- _Activity_
Your task is to copy every line of the records below that contains "await".

═══ Working data

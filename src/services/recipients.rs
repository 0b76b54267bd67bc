use chrono::Utc;
use sea_orm::{
    ActiveModelTrait, ColumnTrait, EntityTrait, IntoActiveModel, QueryFilter, QueryOrder, Set,
    TryIntoModel,
};
use serde::{Deserialize, Serialize};
use std::sync::Arc;
use tracing::{info, instrument};
use validator::Validate;

use crate::db::DbPool;
use crate::errors::ServiceError;
use crate::models::saved_recipient;

/// Address book entry as submitted; `label` is the natural key.
#[derive(Debug, Clone, Default, Serialize, Deserialize, PartialEq, Validate)]
pub struct RecipientInput {
    #[validate(length(min = 1, max = 100))]
    pub label: String,
    #[validate(length(min = 1, max = 70))]
    pub company_name: String,
    #[validate(length(min = 1, max = 105))]
    pub address: String,
    #[validate(length(min = 1, max = 9))]
    pub zip: String,
    #[validate(length(min = 1, max = 35))]
    pub city: String,
    #[serde(default)]
    pub province: Option<String>,
    #[validate(length(equal = 2))]
    pub country: String,
    #[serde(default)]
    pub contact_name: Option<String>,
    #[serde(default)]
    pub phone: Option<String>,
    #[serde(default)]
    #[validate(email)]
    pub email: Option<String>,
}

#[derive(Clone)]
pub struct RecipientService {
    db: Arc<DbPool>,
}

impl RecipientService {
    pub fn new(db: Arc<DbPool>) -> Self {
        Self { db }
    }

    /// Inserts or overwrites the entry with the same label.
    #[instrument(skip(self, input), fields(label = %input.label))]
    pub async fn upsert(&self, input: RecipientInput) -> Result<saved_recipient::Model, ServiceError> {
        input.validate()?;
        let label = input.label.trim().to_string();
        let now = Utc::now();

        let existing = saved_recipient::Entity::find()
            .filter(saved_recipient::Column::Label.eq(label.as_str()))
            .one(&*self.db)
            .await?;

        let mut active = match existing {
            Some(row) => row.into_active_model(),
            None => saved_recipient::ActiveModel {
                label: Set(label.clone()),
                created_at: Set(now),
                ..Default::default()
            },
        };
        active.company_name = Set(input.company_name);
        active.address = Set(input.address);
        active.zip = Set(input.zip);
        active.city = Set(input.city);
        active.province = Set(input.province);
        active.country = Set(input.country.to_ascii_uppercase());
        active.contact_name = Set(input.contact_name);
        active.phone = Set(input.phone);
        active.email = Set(input.email);
        active.updated_at = Set(now);

        let saved = active.save(&*self.db).await?.try_into_model()?;
        info!(recipient_id = saved.id, "recipient saved");
        Ok(saved)
    }

    pub async fn list(&self) -> Result<Vec<saved_recipient::Model>, ServiceError> {
        Ok(saved_recipient::Entity::find()
            .order_by_asc(saved_recipient::Column::Label)
            .all(&*self.db)
            .await?)
    }

    pub async fn delete(&self, id: i32) -> Result<(), ServiceError> {
        let result = saved_recipient::Entity::delete_by_id(id)
            .exec(&*self.db)
            .await?;
        if result.rows_affected == 0 {
            return Err(ServiceError::not_found("Recipient", id));
        }
        Ok(())
    }
}
use chrono::{DateTime, Utc};
use sea_orm::entity::prelude::*;
use serde::{Deserialize, Serialize};

/// A batch of shipments handed to the carrier. Totals are a snapshot taken at
/// generation time.
#[derive(Clone, Debug, PartialEq, DeriveEntityModel, Serialize, Deserialize)]
#[sea_orm(table_name = "brt_manifests")]
pub struct Model {
    #[sea_orm(primary_key)]
    pub id: i32,
    #[sea_orm(unique)]
    pub reference: String,
    pub official_number: Option<String>,
    pub official_url: Option<String>,
    pub official_pdf_path: Option<String>,
    pub pdf_path: Option<String>,
    pub generated_at: DateTime<Utc>,
    pub shipment_count: i32,
    pub parcel_count: i32,
    pub total_weight_kg: f64,
    pub total_volume_m3: f64,
    pub created_by: Option<String>,
    pub created_at: DateTime<Utc>,
}

#[derive(Copy, Clone, Debug, EnumIter, DeriveRelation)]
pub enum Relation {
    #[sea_orm(has_many = "super::shipment::Entity")]
    Shipments,
}

impl Related<super::shipment::Entity> for Entity {
    fn to() -> RelationDef {
        Relation::Shipments.def()
    }
}

impl ActiveModelBehavior for ActiveModel {}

══════

- _Answer to the exercise_
            .await?;
        let saved = active.save(&*self.db).await?.try_into_model()?;
            .await?)
            .await?;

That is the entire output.